Der Anstieg der Asylbewerbungen in einigen Ländern ist mehr ein Symptom als der Kern des Problems. Es ist ein weiteres Zeichen dafür, dass Europa es nicht geschafft hat, den Zyklus von Antiziganismus, Diskriminierung und Marginalisierung der Roma Völker zu durchbrechen. Es sollte als eine Mahnung dafür gesehen werden, dass ernsthaftes Handeln überfällig ist. Es ist offensichtlich, dass selbst wenn der notwendige politische Wille zu effektivem Handeln für Minderheitenrechte geweckt ist, es beträchtliche Zeit dauern wird, bevor die Grundursachen dieser Probleme beseitigt sind und die Romafamilien nicht länger den Drang fühlen, eine Zukunft außerhalb ihres Landes zu suchen. In der Zwischenzeit muss jede diskriminierende Behandlung der Roma durch die Bestimmungsländer vermieden werden. Asyl zu begehren ist ein Menschenrecht und diejenigen, die Gründe für einen Schutzstatus haben, müssen einen solchen Status erhalten.
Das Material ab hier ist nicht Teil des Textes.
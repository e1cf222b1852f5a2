//! Greedy line wrapping for serialized catalogs.
//!
//! Text is split into alternating whitespace and word chunks (words may also
//! split after an inner hyphen) and packed into lines no wider than the
//! requested column count. Words longer than a line are never broken; they
//! get a line of their own. Widths count characters, not bytes.

use std::collections::VecDeque;

pub(crate) struct WrapOptions<'a> {
    pub width: usize,
    pub initial_indent: &'a str,
    pub subsequent_indent: &'a str,
    /// Drop whitespace chunks at line boundaries.
    pub drop_whitespace: bool,
    pub break_on_hyphens: bool,
}

impl<'a> WrapOptions<'a> {
    pub fn new(width: usize) -> Self {
        Self {
            width,
            initial_indent: "",
            subsequent_indent: "",
            drop_whitespace: true,
            break_on_hyphens: true,
        }
    }

    pub fn indent(mut self, indent: &'a str) -> Self {
        self.initial_indent = indent;
        self.subsequent_indent = indent;
        self
    }

    pub fn keep_whitespace(mut self) -> Self {
        self.drop_whitespace = false;
        self
    }

    pub fn no_hyphen_breaks(mut self) -> Self {
        self.break_on_hyphens = false;
        self
    }
}

pub(crate) fn wrap(text: &str, opts: &WrapOptions<'_>) -> Vec<String> {
    let mut chunks: VecDeque<&str> = split_chunks(text, opts.break_on_hyphens).into();
    let mut lines = Vec::new();

    while !chunks.is_empty() {
        let indent = if lines.is_empty() {
            opts.initial_indent
        } else {
            opts.subsequent_indent
        };
        let width = opts.width.saturating_sub(char_len(indent));

        let leading_blank = chunks.front().is_some_and(|c| is_blank(c));
        if opts.drop_whitespace && !lines.is_empty() && leading_blank {
            chunks.pop_front();
        }

        let mut line: Vec<&str> = Vec::new();
        let mut len = 0;
        while let Some(&chunk) = chunks.front() {
            let chunk_len = char_len(chunk);
            if len + chunk_len > width {
                break;
            }
            line.push(chunk);
            len += chunk_len;
            chunks.pop_front();
        }

        if line.is_empty() {
            if let Some(chunk) = chunks.pop_front() {
                line.push(chunk);
            }
        }

        if opts.drop_whitespace && line.last().is_some_and(|c| is_blank(c)) {
            line.pop();
        }

        if !line.is_empty() {
            lines.push(format!("{indent}{}", line.concat()));
        }
    }

    lines
}

fn split_chunks(text: &str, break_on_hyphens: bool) -> Vec<&str> {
    let mut chunks = Vec::new();
    let mut start = 0;
    let mut prev: Option<char> = None;
    let mut iter = text.char_indices().peekable();

    while let Some((idx, c)) = iter.next() {
        if let Some(p) = prev {
            if p.is_whitespace() != c.is_whitespace() {
                chunks.push(&text[start..idx]);
                start = idx;
            }
        }
        prev = Some(c);

        if break_on_hyphens && c == '-' {
            let after_word = text[start..idx]
                .chars()
                .last()
                .is_some_and(char::is_alphanumeric);
            let before_word = iter.peek().is_some_and(|(_, next)| next.is_alphabetic());
            if after_word && before_word {
                let end = idx + c.len_utf8();
                chunks.push(&text[start..end]);
                start = end;
            }
        }
    }
    if start < text.len() {
        chunks.push(&text[start..]);
    }
    chunks
}

fn is_blank(chunk: &str) -> bool {
    chunk.chars().all(char::is_whitespace)
}

pub(crate) fn char_len(text: &str) -> usize {
    text.chars().count()
}
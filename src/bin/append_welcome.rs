//! Appends welcome-dialog strings to the UI translation template.
//!
//! Usage:
//!   append-welcome welcome.pot ui.pot
//!
//! Entries html2po extracted from `<head><meta>` and empty msgids are skipped;
//! the rest are appended to the target, whose `Content-Type` is forced to
//! UTF-8 before it is rewritten at 78 columns.

use anyhow::{Context, Result};
use clap::Parser;
use std::path::PathBuf;
use welcome_catalog::{MergeOptions, init_logging, merge_files};

#[derive(Parser, Debug)]
#[command(name = "append-welcome")]
#[command(version)]
#[command(about = "Append welcome dialog strings to a UI gettext catalog")]
struct Cli {
    /// Welcome dialog catalog produced by html2po; read only.
    source: PathBuf,
    /// UI catalog to append to; rewritten in place.
    target: PathBuf,
}

fn main() {
    let cli = Cli::parse();
    init_logging();
    if let Err(err) = run(&cli) {
        eprintln!("append-welcome: {err:#}");
        std::process::exit(1);
    }
}

fn run(cli: &Cli) -> Result<()> {
    merge_files(&cli.source, &cli.target, &MergeOptions::default()).with_context(|| {
        format!(
            "appending {} to {}",
            cli.source.display(),
            cli.target.display()
        )
    })?;
    Ok(())
}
Andere müssen eine negative Entscheidung akzeptieren.“

Menschenrechtskommissar des Europarats Thomas Hammarberg am 22. November 2011, www.ein.org.uk/news/coe-right-leave-ones-countryshould-be-applied-without-discrimination. (eigene Übersetzung)

Die Roma sind zweifellos solche Menschen, die einen Schutzstatus erhalten sollten, da ihre Staaten nicht sicher für sie sind. Diesem wird das vorliegende Gesetz in keiner Hinsicht gerecht. Alles in allem hat der Gesetzgebungsprozess so schwere Mängel, dass das Gesetz selbst für verfassungswidrig erklärt werden muss.